Cervical cancer is currently ranked as the fourth commonly diagnosed cancer in women globally. A higher incidence has been reported in low- and-middle-income countries, and the disease poses significant public health challenges. Evidence suggests that this disease is preventable by means of regular screening using the Papanicolaou (Pap) test. However, limited knowledge exists about disparities in cervical screening participation among immigrants compared with non-immigrants, in countries with universal cervical screening programmes. We aimed to examine disparities in cervical screening participation among women of Russian, Somali, and Kurdish, origin in Finland, comparing them with the general Finnish population (Finns). We controlled for differences in several socio-demographic and health-related variables as potential confounders.
We employed data from the Finnish Migrant Health and Well-being Study 2010–2012 and the National Health 2011 Survey. Data collection involved face-to-face interviews. Data on screening participation in the previous five years from women aged 29–60 were available from 537 immigrants (257 Russians, 113 Somalis, 167 Kurds) and from 436 Finns. For statistical analyses, we used multiple logistic regression.

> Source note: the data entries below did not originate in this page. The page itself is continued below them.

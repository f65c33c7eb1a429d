use crate::ChatRequest;
use responder_client::{Responder, ResponderError};

use std::sync::Arc;
use std::time::Instant;
use tracing::{instrument, Span};

/// Forwards each request to the responder chosen at startup.
#[derive(Clone)]
pub struct Processor {
    responder: Arc<dyn Responder>,
}

impl Processor {
    pub fn new(responder: Arc<dyn Responder>) -> Self {
        Self { responder }
    }

    pub fn responder_name(&self) -> &'static str {
        self.responder.name()
    }

    #[instrument(skip_all, fields(responder = self.responder.name(), elapsed_ms))]
    pub async fn process_request(&self, request: ChatRequest) -> Result<String, ResponderError> {
        let span = Span::current();
        let start_time = Instant::now();

        let result = self.responder.respond(&request.message).await;

        span.record("elapsed_ms", start_time.elapsed().as_millis() as u64);
        result
    }
}
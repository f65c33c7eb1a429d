use crate::{Responder, ResponderError};

use async_trait::async_trait;

/// Replies with the incoming message, optionally behind a fixed prefix.
#[derive(Debug, Clone, Default)]
pub struct EchoResponder {
    prefix: String,
}

impl EchoResponder {
    pub fn new(prefix: impl Into<String>) -> Self {
        Self {
            prefix: prefix.into(),
        }
    }
}

#[async_trait]
impl Responder for EchoResponder {
    fn name(&self) -> &'static str {
        "echo"
    }

    async fn respond(&self, message: &str) -> Result<String, ResponderError> {
        Ok(format!("{}{}", self.prefix, message))
    }
}
use axum::extract::{Multipart, State};
use axum::http::StatusCode;
use axum::Json;
use base64::Engine;

use crate::app_state::AppState;
use crate::models::verification::VerifyResponse;
use crate::services::capture::UploadCapture;
use crate::services::orchestrator::VerificationOrchestrator;

/// POST /api/v1/verify — Capture a frame and wait for the detection verdict.
pub async fn verify_capture(
    State(state): State<AppState>,
    mut multipart: Multipart,
) -> Result<(StatusCode, Json<VerifyResponse>), StatusCode> {
    let mut frame: Option<Vec<u8>> = None;

    while let Some(field) = multipart.next_field().await.map_err(|_| StatusCode::BAD_REQUEST)? {
        if field.name() == Some("image") {
            let data = field.bytes().await.map_err(|_| StatusCode::BAD_REQUEST)?;
            frame = Some(data.to_vec());
        }
    }

    let frame = frame.ok_or(StatusCode::BAD_REQUEST)?;

    let capture = UploadCapture::new(
        frame,
        state.settings.capability(),
        state.settings.encode_settings(),
    );
    let orchestrator = VerificationOrchestrator::new(
        capture,
        state.dispatcher.clone(),
        state.correlator.clone(),
        state.settings.timeout(),
    );

    let response = match orchestrator.capture_and_verify_detailed().await {
        Ok(image) => (
            StatusCode::OK,
            Json(VerifyResponse {
                verified: true,
                image: Some(base64::engine::general_purpose::STANDARD.encode(&image.bytes)),
                content_type: Some(image.content_type),
                message: "Capture verified".to_string(),
            }),
        ),
        Err(_) => (
            StatusCode::UNPROCESSABLE_ENTITY,
            Json(VerifyResponse {
                verified: false,
                image: None,
                content_type: None,
                message: "Capture not usable, please retry".to_string(),
            }),
        ),
    };

    Ok(response)
}
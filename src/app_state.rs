use sqlx::PgPool;
use std::sync::Arc;

use crate::config::VerificationSettings;
use crate::services::{
    bus::NotificationBus, correlator::Correlator, dispatcher::Dispatcher, queue::DetectionQueue,
    store::WorkItemStore,
};

/// Shared application state passed to all route handlers.
#[derive(Clone)]
pub struct AppState {
    pub db: PgPool,
    pub queue: Arc<DetectionQueue>,
    pub dispatcher: Arc<Dispatcher>,
    pub correlator: Arc<Correlator>,
    pub settings: Arc<VerificationSettings>,
}

impl AppState {
    /// Wire the verification pipeline. The queue doubles as the processing trigger.
    pub fn new(
        db: PgPool,
        store: Arc<dyn WorkItemStore>,
        bus: Arc<dyn NotificationBus>,
        queue: DetectionQueue,
        settings: VerificationSettings,
    ) -> Self {
        let queue = Arc::new(queue);
        let dispatcher = Dispatcher::new(store, queue.clone());
        let correlator = Correlator::new(bus, settings.match_policy());

        Self {
            db,
            queue,
            dispatcher: Arc::new(dispatcher),
            correlator: Arc::new(correlator),
            settings: Arc::new(settings),
        }
    }
}
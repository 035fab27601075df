//! Settling detection results onto work items.
//!
//! The worker binary owns the queue; this module decides what happens to a
//! job once detection has run, so a store outage never strands a job on the
//! processing list.

use uuid::Uuid;

use crate::services::store::WorkItemStore;

/// Attempts before a work item is marked `error`.
pub const MAX_ATTEMPTS: i32 = 3;

/// What the queue should do with a job after settling it.
#[derive(Debug, Clone, PartialEq, Eq)]
pub enum JobDisposition {
    /// Terminal transition written (or already present); drop the job.
    Completed { match_count: u32, applied: bool },
    /// Marked `error` after exhausting attempts; drop the job.
    Failed { attempts: i32 },
    /// Put the job back on the queue.
    Retry { attempts: Option<i32> },
}

impl JobDisposition {
    pub fn is_final(&self) -> bool {
        !matches!(self, JobDisposition::Retry { .. })
    }
}

/// Record a detection result for `work_item_id`.
///
/// Store failures are logged and turn into [`JobDisposition::Retry`].
pub async fn settle_detection(
    store: &dyn WorkItemStore,
    work_item_id: Uuid,
    detection: Result<u32, String>,
) -> JobDisposition {
    let reason = match detection {
        Ok(match_count) => {
            return match store.mark_processed(work_item_id, match_count).await {
                Ok(applied) => JobDisposition::Completed {
                    match_count,
                    applied,
                },
                Err(e) => {
                    tracing::error!(
                        work_item_id = %work_item_id,
                        error = %e,
                        "Failed to record detection result, re-queueing"
                    );
                    JobDisposition::Retry { attempts: None }
                }
            };
        }
        Err(reason) => reason,
    };

    let attempts = match store.record_attempt(work_item_id).await {
        Ok(attempts) => attempts,
        Err(e) => {
            tracing::error!(work_item_id = %work_item_id, error = %e, "Failed to record attempt");
            return JobDisposition::Retry { attempts: None };
        }
    };

    if attempts < MAX_ATTEMPTS {
        return JobDisposition::Retry {
            attempts: Some(attempts),
        };
    }

    let message = format!("Detection failed after {} attempts: {}", attempts, reason);
    match store.mark_failed(work_item_id, &message).await {
        Ok(_) => JobDisposition::Failed { attempts },
        Err(e) => {
            tracing::error!(work_item_id = %work_item_id, error = %e, "Failed to mark work item failed");
            JobDisposition::Retry {
                attempts: Some(attempts),
            }
        }
    }
}

#[cfg(test)]
mod tests {
    use super::*;
    use crate::models::work_item::{CapturedImage, WorkItemStatus};
    use crate::services::memory::{MemoryBus, MemoryWorkItemStore};
    use std::sync::Arc;

    fn store() -> MemoryWorkItemStore {
        MemoryWorkItemStore::new(Arc::new(MemoryBus::new()))
    }

    #[tokio::test]
    async fn test_result_completes_job() {
        let store = store();
        let id = store.create(&CapturedImage::jpeg(vec![1])).await.unwrap();

        let disposition = settle_detection(&store, id, Ok(2)).await;

        assert_eq!(
            disposition,
            JobDisposition::Completed {
                match_count: 2,
                applied: true
            }
        );
        let item = store.get(id).await.unwrap().unwrap();
        assert_eq!(item.status, WorkItemStatus::Processed);
    }

    #[tokio::test]
    async fn test_failures_retry_until_exhausted() {
        let store = store();
        let id = store.create(&CapturedImage::jpeg(vec![1])).await.unwrap();

        for attempt in 1..MAX_ATTEMPTS {
            let disposition = settle_detection(&store, id, Err("timeout".to_string())).await;
            assert_eq!(disposition, JobDisposition::Retry { attempts: Some(attempt) });
        }

        let disposition = settle_detection(&store, id, Err("timeout".to_string())).await;
        assert_eq!(disposition, JobDisposition::Failed { attempts: MAX_ATTEMPTS });
        let item = store.get(id).await.unwrap().unwrap();
        assert_eq!(item.status, WorkItemStatus::Error);
    }

    #[tokio::test]
    async fn test_store_failure_requeues_instead_of_stranding() {
        let store = store();
        // Unknown id: every store write fails.
        let disposition = settle_detection(&store, Uuid::new_v4(), Ok(1)).await;

        assert_eq!(disposition, JobDisposition::Retry { attempts: None });
        assert!(!disposition.is_final());
    }
}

Age-adjusted screening participation rates were as follows: Russians 79% (95% CI 72.9–84.4), Somalis 41% (95% CI 31.4–50.1), and Kurds 64% (95% CI 57.2–70.8), compared with 94% (95% CI 91.4–95.9) among Finns. After additionally adjusting for socio-demographic and health-related confounders, all the immigrant groups showed a significantly lower likelihood of screening participation when compared with Finns. The Odds Ratios were as follows: Russians 0.32 (95% CI 0.18–0.58), Somalis 0.10 (95% CI 0.04–0.23), and Kurds 0.17 (95% CI 0.09–0.35). However, when additionally accounting for country of origin-confounder interactions, such differences were attenuated.
Our results indicate disparities in screening participation among these immigrants and a lower likelihood of screening participation compared with the general Finnish population. To improve equity in cervical cancer screening participation, appropriate culturally tailored intervention programmes for each immigrant group might be beneficial.